Collected data:
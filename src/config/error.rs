//! Config error types for jsonlview.
//!
//! Provides Cargo-style error messages with the offending file location.

use std::fmt;
use std::path::PathBuf;

/// Error loading or validating configuration.
#[derive(Debug)]
pub enum ConfigError {
    /// IO error reading the config file.
    Io {
        path: PathBuf,
        source: std::io::Error,
    },

    /// YAML parse error.
    Parse { path: PathBuf, message: String },

    /// Validation error (semantic errors after parsing). `path` is `None`
    /// for configs built in code.
    Validation {
        path: Option<PathBuf>,
        message: String,
    },
}

impl ConfigError {
    pub(crate) fn from_saphyr_error(path: PathBuf, err: serde_saphyr::Error) -> Self {
        ConfigError::Parse {
            path,
            message: err.to_string(),
        }
    }

    /// Format error in Cargo-style format.
    pub fn format_cargo_style(&self) -> String {
        match self {
            ConfigError::Io { path, source } => {
                format!(
                    "error: cannot read config file\n  --> {}\n  |\n  = {}\n",
                    path.display(),
                    source
                )
            }
            ConfigError::Parse { path, message } => {
                format!("error: {}\n  --> {}\n  |\n", message, path.display())
            }
            ConfigError::Validation {
                path: Some(path),
                message,
            } => {
                format!("error: {}\n  --> {}\n  |\n", message, path.display())
            }
            ConfigError::Validation {
                path: None,
                message,
            } => format!("error: {}\n", message),
        }
    }
}

impl fmt::Display for ConfigError {
    fn fmt(&self, f: &mut fmt::Formatter<'_>) -> fmt::Result {
        write!(f, "{}", self.format_cargo_style())
    }
}

impl std::error::Error for ConfigError {
    fn source(&self) -> Option<&(dyn std::error::Error + 'static)> {
        match self {
            ConfigError::Io { source, .. } => Some(source),
            _ => None,
        }
    }
}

● **The task**
Exactly the lines from the one that holds "pub fn format_cargo_style(&self)" through the final line of the records above should be written out, and only those.

● **Solution**
    pub fn format_cargo_style(&self) -> String {
        match self {
            ConfigError::Io { path, source } => {
                format!(
                    "error: cannot read config file\n  --> {}\n  |\n  = {}\n",
                    path.display(),
                    source
                )
            }
            ConfigError::Parse { path, message } => {
                format!("error: {}\n  --> {}\n  |\n", message, path.display())
            }
            ConfigError::Validation {
                path: Some(path),
                message,
            } => {
                format!("error: {}\n  --> {}\n  |\n", message, path.display())
            }
            ConfigError::Validation {
                path: None,
                message,
            } => format!("error: {}\n", message),
        }
    }
}

impl fmt::Display for ConfigError {
    fn fmt(&self, f: &mut fmt::Formatter<'_>) -> fmt::Result {
        write!(f, "{}", self.format_cargo_style())
    }
}

impl std::error::Error for ConfigError {
    fn source(&self) -> Option<&(dyn std::error::Error + 'static)> {
        match self {
            ConfigError::Io { source, .. } => Some(source),
            _ => None,
        }
    }
}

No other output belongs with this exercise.